GIVEN RECORDS >>
//! Stage config file format and building.

use std::collections::BTreeMap;
use std::path::Path;
use std::sync::Arc;

use avgraph_core::{FilterStage, PadId};
use avgraph_engine::Engine;
use serde::{Deserialize, Serialize};

use crate::error::ConfigError;
use crate::format::FormatConfig;
use crate::validation::{self, ValidationResult};

/// A filter stage described in TOML.
///
/// Either `input` (one implicit input whose first frame configures the
/// graph) or named `inputs` may be set, not both.
///
/// # TOML Format
///
/// ```toml
/// description = "[in]split[a][b]"
///
/// [options]
/// threads = "2"
///
/// [hw]
/// device_type = "vaapi"
///
/// [[inputs]]
/// name = "in"
/// [inputs.format]
/// kind = "video"
/// pixel_format = "nv12"
/// width = 1280
/// height = 720
///
/// [[outputs]]
/// name = "a"
///
/// [[outputs]]
/// name = "b"
/// ```
#[derive(Debug, Clone, Serialize, Deserialize, PartialEq)]
pub struct StageConfig {
    /// Filter description.
    pub description: String,

    /// Engine options applied to every graph.
    #[serde(default, skip_serializing_if = "BTreeMap::is_empty")]
    pub options: BTreeMap<String, String>,

    /// Hardware device shared by the graphs.
    #[serde(default, skip_serializing_if = "Option::is_none")]
    pub hw: Option<HwConfig>,

    /// Format of the single implicit input.
    #[serde(default, skip_serializing_if = "Option::is_none")]
    pub input: Option<FormatConfig>,

    /// Named input pads.
    #[serde(default, skip_serializing_if = "Vec::is_empty")]
    pub inputs: Vec<InputConfig>,

    /// Named output pads.
    #[serde(default, skip_serializing_if = "Vec::is_empty")]
    pub outputs: Vec<OutputConfig>,
}

/// Hardware device selection.
#[derive(Debug, Clone, Serialize, Deserialize, PartialEq)]
pub struct HwConfig {
    /// Device type name (`"vaapi"`, `"cuda"`, ...).
    pub device_type: String,
    /// Device path or index; the engine default when absent.
    #[serde(default, skip_serializing_if = "Option::is_none")]
    pub device: Option<String>,
}

/// A named input pad.
#[derive(Debug, Clone, Serialize, Deserialize, PartialEq)]
pub struct InputConfig {
    /// Pad name, matching a label of the description.
    pub name: String,
    /// Format known up front.
    #[serde(default, skip_serializing_if = "Option::is_none")]
    pub format: Option<FormatConfig>,
}

/// A named output pad.
#[derive(Debug, Clone, Serialize, Deserialize, PartialEq)]
pub struct OutputConfig {
    /// Pad name, matching a label of the description.
    pub name: String,
}

/// A stage built from a [`StageConfig`].
pub struct BuiltStage {
    /// The stage.
    pub stage: FilterStage,
    /// Input pads by name.
    pub inputs: BTreeMap<String, PadId>,
    /// Output pads by name.
    pub outputs: BTreeMap<String, PadId>,
}

impl std::fmt::Debug for BuiltStage {
    fn fmt(&self, f: &mut std::fmt::Formatter<'_>) -> std::fmt::Result {
        f.debug_struct("BuiltStage")
            .field("state", &self.stage.graph_state())
            .field("inputs", &self.inputs)
            .field("outputs", &self.outputs)
            .finish_non_exhaustive()
    }
}

impl StageConfig {
    /// A config with a description and nothing else.
    pub fn new(description: impl Into<String>) -> Self {
        Self {
            description: description.into(),
            options: BTreeMap::new(),
            hw: None,
            input: None,
            inputs: Vec::new(),
            outputs: Vec::new(),
        }
    }

    /// Set an engine option.
    pub fn with_option(mut self, key: impl Into<String>, value: impl Into<String>) -> Self {
        self.options.insert(key.into(), value.into());
        self
    }

    /// Use a single implicit input of the given format.
    pub fn with_input(mut self, format: FormatConfig) -> Self {
        self.input = Some(format);
        self
    }

    /// Declare a named input pad.
    pub fn add_input(&mut self, name: impl Into<String>, format: Option<FormatConfig>) {
        self.inputs.push(InputConfig {
            name: name.into(),
            format,
        });
    }

    /// Declare a named output pad.
    pub fn add_output(&mut self, name: impl Into<String>) {
        self.outputs.push(OutputConfig { name: name.into() });
    }

    /// Load a config from a TOML file.
    pub fn load(path: impl AsRef<Path>) -> Result<Self, ConfigError> {
        let path = path.as_ref();
        let content =
            std::fs::read_to_string(path).map_err(|e| ConfigError::read_file(path, e))?;
        let config = Self::from_toml(&content)?;
        tracing::debug!(path = %path.display(), "config: loaded");
        Ok(config)
    }

    /// Load a config from a TOML string.
    pub fn from_toml(toml_str: &str) -> Result<Self, ConfigError> {
        Ok(toml::from_str(toml_str)?)
    }

    /// Save the config to a TOML file.
    pub fn save(&self, path: impl AsRef<Path>) -> Result<(), ConfigError> {
        let path = path.as_ref();

        if let Some(parent) = path.parent()
            && !parent.as_os_str().is_empty()
            && !parent.exists()
        {
            std::fs::create_dir_all(parent).map_err(|e| ConfigError::create_dir(parent, e))?;
        }

        let content = self.to_toml()?;
        std::fs::write(path, content).map_err(|e| ConfigError::write_file(path, e))?;
        Ok(())
    }

    /// Convert the config to a TOML string.
    pub fn to_toml(&self) -> Result<String, ConfigError> {
        Ok(toml::to_string_pretty(self)?)
    }

    /// Check the config without building anything.
    pub fn validate(&self) -> ValidationResult<()> {
        validation::validate(self)
    }

    /// Validates the config and builds a stage on `engine`.
    ///
    /// Options and the hardware device are applied first, then the
    /// description, then outputs, inputs and their formats. With named pads
    /// a graph that fails to build is reported through the stage's events,
    /// not as an error here.
    pub fn build(&self, engine: Arc<dyn Engine>) -> Result<BuiltStage, ConfigError> {
        self.validate()?;
        let mut stage = FilterStage::new(engine);

        for (key, value) in &self.options {
            stage.set_option(key, Some(value))?;
        }
        if let Some(hw) = &self.hw {
            stage.set_hw_device(&hw.device_type, hw.device.as_deref())?;
        }
        stage.set_description(&self.description)?;

        if let Some(input) = &self.input {
            stage.set_input_format(&input.to_flow_def()?)?;
        }

        let mut outputs = BTreeMap::new();
        for output in &self.outputs {
            outputs.insert(output.name.clone(), stage.add_output_pad(&output.name)?);
        }
        let mut inputs = BTreeMap::new();
        for input in &self.inputs {
            let id = stage.add_input_pad(&input.name)?;
            if let Some(format) = &input.format {
                stage.set_pad_format(id, &format.to_flow_def()?)?;
            }
            inputs.insert(input.name.clone(), id);
        }

        tracing::info!(
            inputs = inputs.len(),
            outputs = outputs.len(),
            state = ?stage.graph_state(),
            "config: stage built"
        );
        Ok(BuiltStage {
            stage,
            inputs,
            outputs,
        })
    }
}

#[cfg(test)]
mod tests {
    use super::*;
    use crate::format::{AudioFormat, VideoFormat};
    use crate::validation::ValidationError;
    use avgraph_core::GraphState;
    use avgraph_engine::routing::RoutingEngine;

    const SPLIT: &str = r#"
description = "[in]split[a][b]"

[options]
threads = "2"

[[inputs]]
name = "in"
[inputs.format]
kind = "video"
pixel_format = "nv12"
width = 64
height = 48
frame_rate = "25"

[[outputs]]
name = "a"

[[outputs]]
name = "b"
"#;

    #[test]
    fn parse_named_pads() {
        let config = StageConfig::from_toml(SPLIT).unwrap();
        assert_eq!(config.description, "[in]split[a][b]");
        assert_eq!(config.options.get("threads").map(String::as_str), Some("2"));
        assert_eq!(config.inputs.len(), 1);
        assert_eq!(config.outputs.len(), 2);
        assert!(matches!(
            config.inputs[0].format,
            Some(FormatConfig::Video(ref v)) if v.width == 64
        ));
    }

    #[test]
    fn toml_round_trip() {
        let mut config = StageConfig::new("[in]null[out]").with_option("threads", "1");
        config.add_input(
            "in",
            Some(FormatConfig::Audio(AudioFormat {
                sample_format: "s16".to_string(),
                channels: 2,
                sample_rate: 48_000,
            })),
        );
        config.add_output("out");
        let parsed = StageConfig::from_toml(&config.to_toml().unwrap()).unwrap();
        assert_eq!(parsed, config);
    }

    #[test]
    fn builds_a_configured_split() {
        let config = StageConfig::from_toml(SPLIT).unwrap();
        let built = config.build(Arc::new(RoutingEngine::new())).unwrap();
        assert_eq!(built.stage.graph_state(), GraphState::Configured);
        assert_eq!(built.outputs.len(), 2);
        assert_eq!(
            built.stage.options().collect::<Vec<_>>(),
            vec![("threads", "2")]
        );
        assert!(built.stage.pad_is_bound(built.outputs["a"]));
    }

    #[test]
    fn single_input_waits_for_its_first_frame() {
        let config = StageConfig::new("null")
            .with_input(FormatConfig::Video(VideoFormat::new("yuv420p", 32, 32)));
        let built = config.build(Arc::new(RoutingEngine::new())).unwrap();
        assert!(built.inputs.is_empty());
        assert_eq!(built.stage.graph_state(), GraphState::Allocated);
    }

    #[test]
    fn invalid_configs_are_not_built() {
        let config = StageConfig::new("");
        assert!(matches!(
            config.build(Arc::new(RoutingEngine::new())),
            Err(ConfigError::Validation(ValidationError::MissingDescription))
        ));
    }

    #[test]
    fn unavailable_hardware_is_a_stage_error() {
        let mut config = StageConfig::new("[in]null[out]");
        config.hw = Some(HwConfig {
            device_type: "cuda".to_string(),
            device: None,
        });
        assert!(matches!(
            config.build(Arc::new(RoutingEngine::new())),
            Err(ConfigError::Stage(_))
        ));
    }
}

WHAT IS BEING ASKED >>
Verbatim output is expected for the lines from the start of the data to the line in which "set, not both." appears, both included.

ANSWER TO THIS PROBLEM >>
//! Stage config file format and building.

use std::collections::BTreeMap;
use std::path::Path;
use std::sync::Arc;

use avgraph_core::{FilterStage, PadId};
use avgraph_engine::Engine;
use serde::{Deserialize, Serialize};

use crate::error::ConfigError;
use crate::format::FormatConfig;
use crate::validation::{self, ValidationResult};

/// A filter stage described in TOML.
///
/// Either `input` (one implicit input whose first frame configures the
/// graph) or named `inputs` may be set, not both.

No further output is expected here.